== Segment start ==
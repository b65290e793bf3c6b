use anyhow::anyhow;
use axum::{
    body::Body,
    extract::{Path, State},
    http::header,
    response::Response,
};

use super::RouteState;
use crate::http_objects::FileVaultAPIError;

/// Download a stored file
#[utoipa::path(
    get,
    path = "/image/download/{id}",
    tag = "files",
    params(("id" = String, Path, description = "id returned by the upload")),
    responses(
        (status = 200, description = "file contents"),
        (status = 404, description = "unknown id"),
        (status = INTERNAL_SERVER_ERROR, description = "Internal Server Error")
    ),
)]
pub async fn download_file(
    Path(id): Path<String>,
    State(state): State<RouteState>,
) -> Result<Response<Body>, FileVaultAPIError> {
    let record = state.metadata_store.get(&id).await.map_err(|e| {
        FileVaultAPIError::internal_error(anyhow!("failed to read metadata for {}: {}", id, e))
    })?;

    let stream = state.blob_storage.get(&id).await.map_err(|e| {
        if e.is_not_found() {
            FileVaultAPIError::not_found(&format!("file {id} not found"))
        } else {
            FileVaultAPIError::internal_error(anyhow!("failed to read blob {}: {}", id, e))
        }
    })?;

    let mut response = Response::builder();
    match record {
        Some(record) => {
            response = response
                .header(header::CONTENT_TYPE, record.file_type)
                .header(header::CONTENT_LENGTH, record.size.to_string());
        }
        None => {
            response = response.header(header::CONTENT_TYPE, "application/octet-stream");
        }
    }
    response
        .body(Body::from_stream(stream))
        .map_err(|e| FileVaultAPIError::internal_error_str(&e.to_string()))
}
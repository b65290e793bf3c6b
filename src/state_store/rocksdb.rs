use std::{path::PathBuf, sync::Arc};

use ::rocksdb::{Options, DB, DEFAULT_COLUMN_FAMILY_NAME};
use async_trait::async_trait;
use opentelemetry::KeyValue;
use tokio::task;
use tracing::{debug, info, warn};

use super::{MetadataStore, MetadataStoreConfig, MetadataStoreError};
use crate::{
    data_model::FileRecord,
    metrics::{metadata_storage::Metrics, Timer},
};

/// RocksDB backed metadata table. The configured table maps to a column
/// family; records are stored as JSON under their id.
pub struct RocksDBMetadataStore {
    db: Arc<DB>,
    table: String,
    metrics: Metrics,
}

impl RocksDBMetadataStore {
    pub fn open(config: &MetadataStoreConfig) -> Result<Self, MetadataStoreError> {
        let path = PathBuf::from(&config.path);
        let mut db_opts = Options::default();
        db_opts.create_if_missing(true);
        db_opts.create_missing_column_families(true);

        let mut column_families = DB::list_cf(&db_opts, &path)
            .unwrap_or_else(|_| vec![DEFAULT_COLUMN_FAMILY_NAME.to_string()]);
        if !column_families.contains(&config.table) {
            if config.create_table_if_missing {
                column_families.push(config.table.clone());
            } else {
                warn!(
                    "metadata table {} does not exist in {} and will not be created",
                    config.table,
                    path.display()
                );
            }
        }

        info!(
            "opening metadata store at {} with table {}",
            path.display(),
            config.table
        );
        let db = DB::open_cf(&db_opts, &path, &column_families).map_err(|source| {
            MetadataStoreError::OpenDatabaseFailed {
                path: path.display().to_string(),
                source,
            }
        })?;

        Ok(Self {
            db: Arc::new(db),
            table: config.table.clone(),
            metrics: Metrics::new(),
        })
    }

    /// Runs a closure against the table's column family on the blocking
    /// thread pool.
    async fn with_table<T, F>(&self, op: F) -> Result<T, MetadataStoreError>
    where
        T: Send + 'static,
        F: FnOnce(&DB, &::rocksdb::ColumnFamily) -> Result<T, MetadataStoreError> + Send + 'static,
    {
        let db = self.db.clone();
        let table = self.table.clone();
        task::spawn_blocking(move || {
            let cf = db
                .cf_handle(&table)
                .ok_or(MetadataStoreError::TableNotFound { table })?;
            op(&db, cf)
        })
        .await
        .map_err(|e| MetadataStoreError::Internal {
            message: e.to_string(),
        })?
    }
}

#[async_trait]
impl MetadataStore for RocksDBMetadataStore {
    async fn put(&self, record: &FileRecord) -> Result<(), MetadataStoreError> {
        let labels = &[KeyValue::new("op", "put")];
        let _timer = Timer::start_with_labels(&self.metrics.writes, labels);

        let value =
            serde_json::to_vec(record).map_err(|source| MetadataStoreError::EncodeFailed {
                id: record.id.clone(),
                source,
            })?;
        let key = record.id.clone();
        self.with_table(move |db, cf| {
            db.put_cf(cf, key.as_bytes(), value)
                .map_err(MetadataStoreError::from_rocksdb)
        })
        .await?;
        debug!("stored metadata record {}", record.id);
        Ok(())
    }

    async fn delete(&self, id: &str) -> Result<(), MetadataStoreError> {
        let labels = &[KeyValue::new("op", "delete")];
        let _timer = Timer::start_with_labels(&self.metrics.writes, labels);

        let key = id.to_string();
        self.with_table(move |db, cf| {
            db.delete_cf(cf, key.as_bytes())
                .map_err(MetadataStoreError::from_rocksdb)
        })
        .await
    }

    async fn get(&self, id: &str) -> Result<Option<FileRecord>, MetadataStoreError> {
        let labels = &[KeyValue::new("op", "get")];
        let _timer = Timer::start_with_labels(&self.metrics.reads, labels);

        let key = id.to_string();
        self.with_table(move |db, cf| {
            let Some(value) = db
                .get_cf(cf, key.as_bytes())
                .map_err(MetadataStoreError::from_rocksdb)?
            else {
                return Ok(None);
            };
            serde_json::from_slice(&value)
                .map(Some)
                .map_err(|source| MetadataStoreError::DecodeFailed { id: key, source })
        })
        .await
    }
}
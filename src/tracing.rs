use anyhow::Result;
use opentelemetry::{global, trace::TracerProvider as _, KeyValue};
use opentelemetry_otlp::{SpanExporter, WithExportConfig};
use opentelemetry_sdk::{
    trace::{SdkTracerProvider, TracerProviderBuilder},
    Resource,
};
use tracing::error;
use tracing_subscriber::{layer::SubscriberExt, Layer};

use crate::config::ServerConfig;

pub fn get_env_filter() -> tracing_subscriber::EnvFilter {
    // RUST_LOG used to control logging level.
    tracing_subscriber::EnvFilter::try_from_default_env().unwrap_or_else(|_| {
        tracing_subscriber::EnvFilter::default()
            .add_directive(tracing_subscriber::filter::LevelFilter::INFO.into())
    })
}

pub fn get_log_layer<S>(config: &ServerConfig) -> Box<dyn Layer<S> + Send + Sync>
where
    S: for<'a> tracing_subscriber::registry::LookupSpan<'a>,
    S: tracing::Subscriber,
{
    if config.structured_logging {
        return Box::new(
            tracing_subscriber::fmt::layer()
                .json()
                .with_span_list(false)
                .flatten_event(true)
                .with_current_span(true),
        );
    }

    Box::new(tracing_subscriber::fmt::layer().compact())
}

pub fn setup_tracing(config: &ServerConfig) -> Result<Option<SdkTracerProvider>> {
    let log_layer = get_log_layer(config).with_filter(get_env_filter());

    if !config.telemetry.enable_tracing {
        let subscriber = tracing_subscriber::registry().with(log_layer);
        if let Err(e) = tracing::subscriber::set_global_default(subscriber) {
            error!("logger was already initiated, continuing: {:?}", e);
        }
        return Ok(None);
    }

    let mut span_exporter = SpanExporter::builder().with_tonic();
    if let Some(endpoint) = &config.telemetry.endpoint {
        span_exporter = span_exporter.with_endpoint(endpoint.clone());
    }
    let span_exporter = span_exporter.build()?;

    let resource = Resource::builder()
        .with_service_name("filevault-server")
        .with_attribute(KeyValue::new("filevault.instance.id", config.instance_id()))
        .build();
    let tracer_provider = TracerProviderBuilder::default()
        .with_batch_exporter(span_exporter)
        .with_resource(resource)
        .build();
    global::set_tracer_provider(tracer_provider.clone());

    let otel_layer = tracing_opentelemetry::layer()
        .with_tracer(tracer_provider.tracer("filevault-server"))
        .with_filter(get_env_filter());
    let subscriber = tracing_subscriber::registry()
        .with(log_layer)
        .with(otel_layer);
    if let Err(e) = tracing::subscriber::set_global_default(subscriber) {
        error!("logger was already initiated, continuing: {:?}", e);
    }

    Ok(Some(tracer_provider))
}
== Segment end ==
Instructions to follow: Pull out all lines containing the word "task" from the entries above.

Response to the exercise:
use tokio::task;
        task::spawn_blocking(move || {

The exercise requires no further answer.